Kami pernah membuat usaha emping mlinjo.  Setelah lulus kuliah di D3 Jurusan Administrasi Niaga Politeknik Negeri Malang, saya memberanikan diri membuka usaha yang bisa di bilang agak aneh ini.  Saya berkata demikian, karena mungkin, sangat jarang sekali ada orang yang mau memilih usaha ini.


Dengan bantuan modal kakak saya Kakung Priyambodo, akhirnya saya berbelanja kebutuhan apa-apa saja yang di butuhkan untuk memulai usaha.  Di desa sebelah, kebetulan ada saudara yang mempunyai bisnis ini.  Saya pun berkunjung ke desa serut, masih satu kecamatan dengan kami, Boyolangu.

Ada saudara yang mau mengajari proses pembuatan dari emping mlinjo ini.  Mulai memberitahu apa saja yang harus di beli, mulai dari batu untuk landasan pemipihan emping mlinjo sampai palu untuk memukul hingga emping mlinjo bisa menjadi pipih.  Palu yang di butuhkanpun, juga tidak sembarang palu.  Kami harus memesan pada tukang pandai besi.  Di desa sebelah, kendalbulur kami memesannya.  Disamping itu, saya juga mendapatkannya dari saudara saya tersebut karena kebetulan ada yang menjual palu untuk membuat emping mlinjo di desanya.




Saudara saya bilang, saya yang harus belajar sendiri terlebih dahulu.  Dengan alasan jika suatu saat nanti ada pegawai yang keluar masuk perusahaan, saya bisa mengajarinya karena saya sudah mempunyai skill tentang proses pembuatan emping mlinjo.  Mulai dari pengupasan biji mlinjo, penyangraian (menggoreng biji mlinjo dengan pasir), mengupas biji keras mlinjo, hingga memipihkannya serta proses penjemuran.

Saya pun belajar.  Semua proses saya lakukan.  Memipihkan satu per satu hingga bisa.  Hingga sempurna.  Walau badan agaknya mau remuk semua setelah proses belajar itu, tapi saya rasa, saya harus melakukannya.  Dan akhirnya, selama 2 minggu, saya pun bisa membuat emping mlinjo sendiri.  Disini saya tidak menjelaskan secara detail proses pembuatan emping mlinjo, tetapi akan saya jelaskan di tulisan lain di blog ini. 
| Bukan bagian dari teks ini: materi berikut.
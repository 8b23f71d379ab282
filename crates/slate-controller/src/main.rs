//! Slate controller entry point.
//!
//! Wires together the auth session, the state store, and the sync service,
//! then runs a small line-oriented console so the controller can be driven
//! without a touch UI.
//!
//! # Usage
//!
//! ```text
//! slate-controller [OPTIONS]
//!
//! Options:
//!   --host       <URL>    Host API base URL, e.g. http://192.168.1.20:8000
//!   --url        <URL>    Launch URL; may carry ?qrToken=<pairing token>
//!   --config     <PATH>   Config file [default: platform config dir]
//!   --token-file <PATH>   Session token file [default: next to the config]
//!   --log-level  <LEVEL>  error | warn | info | debug | trace
//!   --write-config        Save the merged config to the config path and exit
//! ```
//!
//! # Console commands
//!
//! | input           | effect                                   |
//! |-----------------|------------------------------------------|
//! | `press <id>`    | `BUTTON_PRESSED`                         |
//! | `profile <id>`  | `SWITCH_PROFILE`                         |
//! | `buttons`       | `GET_BUTTONS`                            |
//! | `profiles`      | `GET_PROFILES`                           |
//! | `suspend`       | foreground lost (no reconnects)          |
//! | `resume`        | foreground regained (reconnect now)      |
//! | `state`         | print the current state as JSON          |
//! | `quit`          | close and exit                           |
//!
//! # Startup order
//!
//! The pairing-token exchange runs to completion *before* the first
//! connect, so the `HELLO` carries the freshest session token.

use std::path::PathBuf;
use std::sync::Arc;

use anyhow::Context;
use clap::Parser;
use tokio::io::{AsyncBufReadExt, BufReader};
use tracing::{debug, info, warn};
use tracing_subscriber::EnvFilter;
use url::Url;

use slate_controller::application::auth_session::{
    AuthSession, LocationBar, PairingExchange, TokenStore,
};
use slate_controller::application::state_store::StateStore;
use slate_controller::infrastructure::config::{
    config_file_path, load_config, save_config, token_file_path, ControllerConfig,
};
use slate_controller::infrastructure::host_api::HostApi;
use slate_controller::infrastructure::location::LaunchUrl;
use slate_controller::infrastructure::network::{SyncConfig, SyncHandle, SyncService};
use slate_controller::infrastructure::token_store::FileTokenStore;
use slate_core::AppState;

// ── CLI argument definitions ──────────────────────────────────────────────────

/// Slate controller: keeps a live copy of a Slate host's buttons and
/// profiles over a WebSocket.
#[derive(Debug, Parser)]
#[command(name = "slate-controller", version)]
struct Cli {
    /// Host API base URL.  Overrides `[host] base_url` from the config.
    #[arg(long, env = "SLATE_HOST")]
    host: Option<String>,

    /// URL the controller was launched with.
    ///
    /// When it carries `?qrToken=...` the pairing token is exchanged for a
    /// session token before connecting.
    #[arg(long, env = "SLATE_LAUNCH_URL")]
    url: Option<String>,

    /// Path of the TOML config file.
    #[arg(long, env = "SLATE_CONFIG")]
    config: Option<PathBuf>,

    /// Path of the session token file.
    #[arg(long, env = "SLATE_TOKEN_FILE")]
    token_file: Option<PathBuf>,

    /// Log level used when `RUST_LOG` is unset.  Overrides the config.
    #[arg(long, env = "SLATE_LOG_LEVEL")]
    log_level: Option<String>,

    /// Write the config (file values plus CLI overrides) back to the config
    /// path and exit.
    #[arg(long)]
    write_config: bool,
}

/// Everything `main` needs after CLI and config have been merged.
struct Settings {
    config: ControllerConfig,
    config_path: PathBuf,
    write_config: bool,
    launch_url: Url,
    token_file: PathBuf,
}

impl Cli {
    /// Loads the config file and applies CLI overrides.
    ///
    /// # Errors
    ///
    /// Returns an error if the config cannot be read, or if `--host` or
    /// `--url` is not a valid URL.
    fn into_settings(self) -> anyhow::Result<Settings> {
        let config_path = match self.config {
            Some(path) => path,
            None => config_file_path().context("locating config file")?,
        };
        let mut config = load_config(&config_path)
            .with_context(|| format!("loading config from {}", config_path.display()))?;

        if let Some(host) = self.host {
            config.host.base_url = host;
        }
        if let Some(level) = self.log_level {
            config.controller.log_level = level;
        }

        let base_url = config.base_url().context("invalid host URL")?;
        let launch_url = match self.url {
            Some(raw) => Url::parse(&raw).with_context(|| format!("invalid launch URL: {raw}"))?,
            None => base_url,
        };

        let token_file = match self.token_file {
            Some(path) => path,
            None => token_file_path().context("locating session token file")?,
        };

        Ok(Settings {
            config,
            config_path,
            write_config: self.write_config,
            launch_url,
            token_file,
        })
    }
}

// ── Entry point ───────────────────────────────────────────────────────────────

#[tokio::main]
async fn main() -> anyhow::Result<()> {
    let settings = Cli::parse().into_settings()?;

    tracing_subscriber::fmt()
        .with_env_filter(
            EnvFilter::try_from_default_env()
                .unwrap_or_else(|_| EnvFilter::new(&settings.config.controller.log_level)),
        )
        .init();

    if settings.write_config {
        save_config(&settings.config_path, &settings.config)
            .with_context(|| format!("writing config to {}", settings.config_path.display()))?;
        println!("{}", settings.config_path.display());
        return Ok(());
    }

    info!("Slate controller starting");
    let config = settings.config;

    // ── Collaborators ─────────────────────────────────────────────────────────
    let token_file = FileTokenStore::new(&settings.token_file);
    info!("session token file: {}", token_file.path().display());
    let tokens: Arc<dyn TokenStore> = Arc::new(token_file);
    let location = Arc::new(LaunchUrl::new(settings.launch_url));
    let host_api = HostApi::new(config.base_url()?, config.request_timeout());
    let exchanger: Arc<dyn PairingExchange> = Arc::new(host_api);
    let auth = Arc::new(AuthSession::new(
        Arc::clone(&tokens),
        exchanger,
        Arc::clone(&location) as Arc<dyn LocationBar>,
    ));
    let store = Arc::new(StateStore::new(Arc::clone(&tokens)));

    // ── Pairing, then connect ─────────────────────────────────────────────────
    if auth.exchange_pairing_token().await {
        info!("paired with host; launch URL is now {}", location.current());
    } else if location.replacements() > 0 {
        warn!("pairing token could not be exchanged; fetch a fresh one from the host");
    }

    let sync_config = SyncConfig {
        ws_url: config.ws_url()?,
        backoff: config.backoff(),
        connect_timeout: config.request_timeout(),
    };
    let (handle, service) = SyncService::spawn(sync_config, auth, store);
    handle.connect().await?;

    tokio::spawn(log_state_changes(handle.clone()));

    // ── Ctrl-C handler ────────────────────────────────────────────────────────
    let ctrl_c_handle = handle.clone();
    tokio::spawn(async move {
        if tokio::signal::ctrl_c().await.is_ok() {
            info!("shutdown signal received");
            let _ = ctrl_c_handle.shutdown().await;
        }
    });

    // ── Console ───────────────────────────────────────────────────────────────
    let console_handle = handle.clone();
    let console = tokio::spawn(async move { run_console(console_handle).await });

    service.await.context("sync service task failed")?;
    console.abort();
    info!("Slate controller stopped");
    Ok(())
}

/// Reads console commands until `quit` or end of input.
async fn run_console(handle: SyncHandle) -> anyhow::Result<()> {
    let mut lines = BufReader::new(tokio::io::stdin()).lines();

    while let Some(line) = lines.next_line().await? {
        let mut words = line.split_whitespace();
        let result = match (words.next(), words.next()) {
            (Some("press"), Some(id)) => handle.press_button(id).await,
            (Some("profile"), Some(id)) => handle.switch_profile(id).await,
            (Some("buttons"), None) => handle.refresh_buttons().await,
            (Some("profiles"), None) => handle.refresh_profiles().await,
            (Some("suspend"), None) => handle.suspend().await,
            (Some("resume"), None) => handle.resume().await,
            (Some("state"), None) => {
                println!("{}", serde_json::to_string_pretty(&handle.snapshot())?);
                Ok(())
            }
            (Some("quit"), None) => break,
            (None, _) => continue,
            _ => {
                println!("commands: press <id> | profile <id> | buttons | profiles | suspend | resume | state | quit");
                continue;
            }
        };
        result.context("sync service is gone")?;
    }

    handle.shutdown().await.ok();
    Ok(())
}

/// Logs connection and auth transitions at `info`, everything else at `debug`.
async fn log_state_changes(handle: SyncHandle) {
    let mut rx = handle.state();
    let mut previous = AppState::default();

    while rx.changed().await.is_ok() {
        let current = rx.borrow_and_update().clone();
        if current.connection != previous.connection || current.auth != previous.auth {
            info!("connection={:?} auth={:?}", current.connection, current.auth);
        }
        if current.active_profile_id != previous.active_profile_id {
            info!("active profile: {:?}", current.active_profile_id);
        }
        if current.buttons != previous.buttons {
            debug!("{} buttons", current.buttons.len());
        }
        if let Some(result) = current.last_result.as_ref() {
            if previous.last_result.as_ref() != Some(result) {
                info!("{} → {:?}: {}", result.button_id, result.status, result.message);
            }
        }
        previous = current;
    }
}
//! Application layer for the pairing panel.
//!
//! - **`pairing_ticket`** – One issued pairing token, the URL a controller
//!   opens to use it, and when to replace it.  Also declares the
//!   `PairingTokenSource` trait the refresh loop fetches tickets through.

pub mod pairing_ticket;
Kira-kira 6 bulan kami menjalani proses pembuatan emping mlinjo itu.  Ada beberapa hal kendala yang kami temui.  Mulai dari sulitnya mendapatkan bahan baku, hingga saya sendiri kadang-kadang harus memanjat sendiri, kadang-kadang juga bersama ibu saya, ke ladang yang terdapat pohon emping mlinjo disana.  Berkurangnya jumlah pohon yang biasa di sebut blinjo tersebut mengakibatkan berkurangnya pula pasokan akan biji emping mlinjo siap produksi di pasaran.  Maka dari itu, kadang-kadang saya pun rela pergi sendiri membeli jika ada tetangga yang kebetulan mempunyai pohon emping mlinjo.  Mencari ke desa-desa sebelah juga sering saya alami, dan hasilnya juga tampak tidak seperti yang saya harapkan.